Work item »
Taking the lines below one at a time, count those with the string "plane" and give the result alone.

Task material »
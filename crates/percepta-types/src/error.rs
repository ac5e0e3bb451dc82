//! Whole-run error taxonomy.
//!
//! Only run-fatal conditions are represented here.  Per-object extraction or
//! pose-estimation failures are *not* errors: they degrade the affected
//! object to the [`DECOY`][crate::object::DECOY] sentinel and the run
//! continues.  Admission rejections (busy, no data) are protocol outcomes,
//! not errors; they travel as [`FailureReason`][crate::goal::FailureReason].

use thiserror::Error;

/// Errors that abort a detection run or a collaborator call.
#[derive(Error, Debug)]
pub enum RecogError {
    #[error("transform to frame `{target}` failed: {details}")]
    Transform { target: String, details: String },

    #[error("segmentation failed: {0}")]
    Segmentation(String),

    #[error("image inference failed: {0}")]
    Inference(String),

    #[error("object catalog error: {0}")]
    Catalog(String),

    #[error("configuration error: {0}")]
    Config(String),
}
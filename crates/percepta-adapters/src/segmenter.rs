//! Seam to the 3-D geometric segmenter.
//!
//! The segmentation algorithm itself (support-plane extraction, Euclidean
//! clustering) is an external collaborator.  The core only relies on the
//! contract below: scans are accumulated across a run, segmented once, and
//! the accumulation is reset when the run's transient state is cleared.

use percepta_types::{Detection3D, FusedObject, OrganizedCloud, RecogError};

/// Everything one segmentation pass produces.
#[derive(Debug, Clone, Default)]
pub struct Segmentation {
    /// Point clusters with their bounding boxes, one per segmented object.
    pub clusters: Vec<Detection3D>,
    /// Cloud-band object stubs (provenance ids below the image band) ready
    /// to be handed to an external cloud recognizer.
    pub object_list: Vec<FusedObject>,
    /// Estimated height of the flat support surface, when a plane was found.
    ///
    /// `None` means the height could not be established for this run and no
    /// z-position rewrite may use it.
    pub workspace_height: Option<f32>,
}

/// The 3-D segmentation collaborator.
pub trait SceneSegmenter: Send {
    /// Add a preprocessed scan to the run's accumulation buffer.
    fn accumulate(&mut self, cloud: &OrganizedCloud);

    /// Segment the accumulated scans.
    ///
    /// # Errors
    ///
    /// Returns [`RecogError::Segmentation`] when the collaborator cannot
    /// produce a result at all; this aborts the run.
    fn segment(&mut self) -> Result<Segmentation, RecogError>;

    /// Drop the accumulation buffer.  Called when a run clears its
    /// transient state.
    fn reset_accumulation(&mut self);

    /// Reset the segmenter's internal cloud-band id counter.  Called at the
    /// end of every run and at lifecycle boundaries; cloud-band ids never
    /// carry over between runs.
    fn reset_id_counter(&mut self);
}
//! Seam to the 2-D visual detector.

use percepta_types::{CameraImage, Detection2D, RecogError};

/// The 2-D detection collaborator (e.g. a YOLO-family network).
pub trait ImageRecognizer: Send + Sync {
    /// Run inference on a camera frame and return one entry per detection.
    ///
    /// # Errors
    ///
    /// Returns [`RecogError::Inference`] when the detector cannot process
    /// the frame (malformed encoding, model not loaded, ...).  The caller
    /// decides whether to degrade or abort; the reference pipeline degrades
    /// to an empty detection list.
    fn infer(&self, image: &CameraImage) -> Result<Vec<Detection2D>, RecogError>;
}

---

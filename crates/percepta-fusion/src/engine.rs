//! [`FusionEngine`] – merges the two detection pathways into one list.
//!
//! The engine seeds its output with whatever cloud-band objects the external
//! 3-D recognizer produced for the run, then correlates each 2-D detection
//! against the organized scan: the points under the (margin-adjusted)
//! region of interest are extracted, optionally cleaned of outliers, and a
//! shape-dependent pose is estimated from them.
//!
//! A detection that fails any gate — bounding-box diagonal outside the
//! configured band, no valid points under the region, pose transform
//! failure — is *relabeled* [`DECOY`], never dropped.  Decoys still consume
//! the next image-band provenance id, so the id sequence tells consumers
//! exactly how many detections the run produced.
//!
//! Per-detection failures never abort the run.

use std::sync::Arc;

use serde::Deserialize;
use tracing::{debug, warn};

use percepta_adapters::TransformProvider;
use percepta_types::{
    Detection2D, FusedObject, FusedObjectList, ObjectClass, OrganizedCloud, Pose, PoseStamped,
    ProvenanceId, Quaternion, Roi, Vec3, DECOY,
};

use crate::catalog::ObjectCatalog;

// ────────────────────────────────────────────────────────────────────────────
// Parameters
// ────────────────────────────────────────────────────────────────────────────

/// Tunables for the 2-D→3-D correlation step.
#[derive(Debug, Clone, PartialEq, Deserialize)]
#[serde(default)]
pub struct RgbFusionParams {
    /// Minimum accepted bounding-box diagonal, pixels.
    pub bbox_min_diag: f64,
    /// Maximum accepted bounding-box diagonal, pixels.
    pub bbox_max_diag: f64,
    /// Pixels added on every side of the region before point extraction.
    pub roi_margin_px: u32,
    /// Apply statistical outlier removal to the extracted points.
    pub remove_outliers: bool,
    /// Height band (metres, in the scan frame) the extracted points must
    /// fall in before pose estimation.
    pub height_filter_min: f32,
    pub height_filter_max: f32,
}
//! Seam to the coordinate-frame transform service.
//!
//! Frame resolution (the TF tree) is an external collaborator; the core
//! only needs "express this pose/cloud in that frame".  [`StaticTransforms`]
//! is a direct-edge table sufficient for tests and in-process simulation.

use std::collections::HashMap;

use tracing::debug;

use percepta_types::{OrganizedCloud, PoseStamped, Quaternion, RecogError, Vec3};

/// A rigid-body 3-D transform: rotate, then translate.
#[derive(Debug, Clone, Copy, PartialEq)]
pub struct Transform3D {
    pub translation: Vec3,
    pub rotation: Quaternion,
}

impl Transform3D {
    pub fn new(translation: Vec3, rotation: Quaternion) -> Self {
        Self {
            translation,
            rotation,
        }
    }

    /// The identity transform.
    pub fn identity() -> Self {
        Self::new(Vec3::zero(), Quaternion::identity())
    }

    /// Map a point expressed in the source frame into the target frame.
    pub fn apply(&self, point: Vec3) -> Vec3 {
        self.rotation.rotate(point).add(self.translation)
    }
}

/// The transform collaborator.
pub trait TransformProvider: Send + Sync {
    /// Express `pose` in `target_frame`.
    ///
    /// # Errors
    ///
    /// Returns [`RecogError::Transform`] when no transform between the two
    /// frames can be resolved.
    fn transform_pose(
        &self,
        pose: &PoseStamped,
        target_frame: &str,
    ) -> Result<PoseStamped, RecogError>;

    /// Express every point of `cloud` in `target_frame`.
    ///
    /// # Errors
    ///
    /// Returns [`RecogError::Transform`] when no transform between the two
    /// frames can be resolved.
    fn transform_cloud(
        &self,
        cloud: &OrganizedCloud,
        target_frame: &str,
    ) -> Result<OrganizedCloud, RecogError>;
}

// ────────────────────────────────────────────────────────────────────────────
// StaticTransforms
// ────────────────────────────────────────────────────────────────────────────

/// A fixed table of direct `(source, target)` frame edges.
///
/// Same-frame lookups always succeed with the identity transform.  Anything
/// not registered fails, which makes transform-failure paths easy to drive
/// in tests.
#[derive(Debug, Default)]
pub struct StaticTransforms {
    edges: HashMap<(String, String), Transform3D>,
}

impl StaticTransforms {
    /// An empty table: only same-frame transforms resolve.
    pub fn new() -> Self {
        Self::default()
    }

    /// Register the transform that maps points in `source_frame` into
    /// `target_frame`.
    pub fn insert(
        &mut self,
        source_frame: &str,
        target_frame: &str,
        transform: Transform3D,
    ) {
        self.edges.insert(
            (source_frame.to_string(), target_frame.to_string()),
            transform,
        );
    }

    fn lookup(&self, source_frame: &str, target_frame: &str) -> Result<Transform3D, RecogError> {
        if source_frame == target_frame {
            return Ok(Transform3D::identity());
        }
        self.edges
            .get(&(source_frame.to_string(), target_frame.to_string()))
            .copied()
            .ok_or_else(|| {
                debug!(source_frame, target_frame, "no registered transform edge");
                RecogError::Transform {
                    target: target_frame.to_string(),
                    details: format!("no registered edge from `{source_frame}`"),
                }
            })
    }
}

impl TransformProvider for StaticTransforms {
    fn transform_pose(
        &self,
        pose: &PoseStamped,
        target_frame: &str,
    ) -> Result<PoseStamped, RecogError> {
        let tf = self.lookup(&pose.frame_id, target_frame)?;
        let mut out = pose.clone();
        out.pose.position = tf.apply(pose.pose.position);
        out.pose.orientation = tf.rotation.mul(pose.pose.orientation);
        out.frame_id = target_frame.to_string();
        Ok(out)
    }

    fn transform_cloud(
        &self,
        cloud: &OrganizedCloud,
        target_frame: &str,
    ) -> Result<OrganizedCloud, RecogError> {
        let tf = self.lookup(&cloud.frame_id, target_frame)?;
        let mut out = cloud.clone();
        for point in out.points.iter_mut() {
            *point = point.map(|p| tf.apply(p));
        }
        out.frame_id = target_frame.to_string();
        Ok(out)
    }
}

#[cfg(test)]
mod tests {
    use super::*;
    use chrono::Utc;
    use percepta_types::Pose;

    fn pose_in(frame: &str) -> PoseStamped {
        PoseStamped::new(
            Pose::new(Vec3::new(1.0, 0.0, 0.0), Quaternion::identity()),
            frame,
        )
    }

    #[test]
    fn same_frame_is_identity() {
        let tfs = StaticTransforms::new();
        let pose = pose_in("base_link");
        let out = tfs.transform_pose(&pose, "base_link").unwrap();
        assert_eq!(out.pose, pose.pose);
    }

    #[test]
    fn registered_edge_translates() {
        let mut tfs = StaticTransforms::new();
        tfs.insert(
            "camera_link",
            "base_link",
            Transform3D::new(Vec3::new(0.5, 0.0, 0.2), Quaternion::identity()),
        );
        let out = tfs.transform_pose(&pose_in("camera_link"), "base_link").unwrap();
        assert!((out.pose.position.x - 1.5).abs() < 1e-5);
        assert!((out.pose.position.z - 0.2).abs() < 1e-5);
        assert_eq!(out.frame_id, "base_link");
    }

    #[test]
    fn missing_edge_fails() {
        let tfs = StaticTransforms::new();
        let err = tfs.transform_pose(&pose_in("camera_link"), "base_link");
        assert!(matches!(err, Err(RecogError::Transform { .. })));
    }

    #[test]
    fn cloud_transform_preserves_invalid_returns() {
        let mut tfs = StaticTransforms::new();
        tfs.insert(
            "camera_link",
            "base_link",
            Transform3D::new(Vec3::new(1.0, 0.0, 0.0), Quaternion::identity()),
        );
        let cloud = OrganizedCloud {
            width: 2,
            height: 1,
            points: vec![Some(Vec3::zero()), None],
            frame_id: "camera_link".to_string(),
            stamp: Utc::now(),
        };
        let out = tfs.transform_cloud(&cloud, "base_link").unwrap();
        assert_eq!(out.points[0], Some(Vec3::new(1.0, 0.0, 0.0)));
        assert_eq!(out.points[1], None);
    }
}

Written answer »
2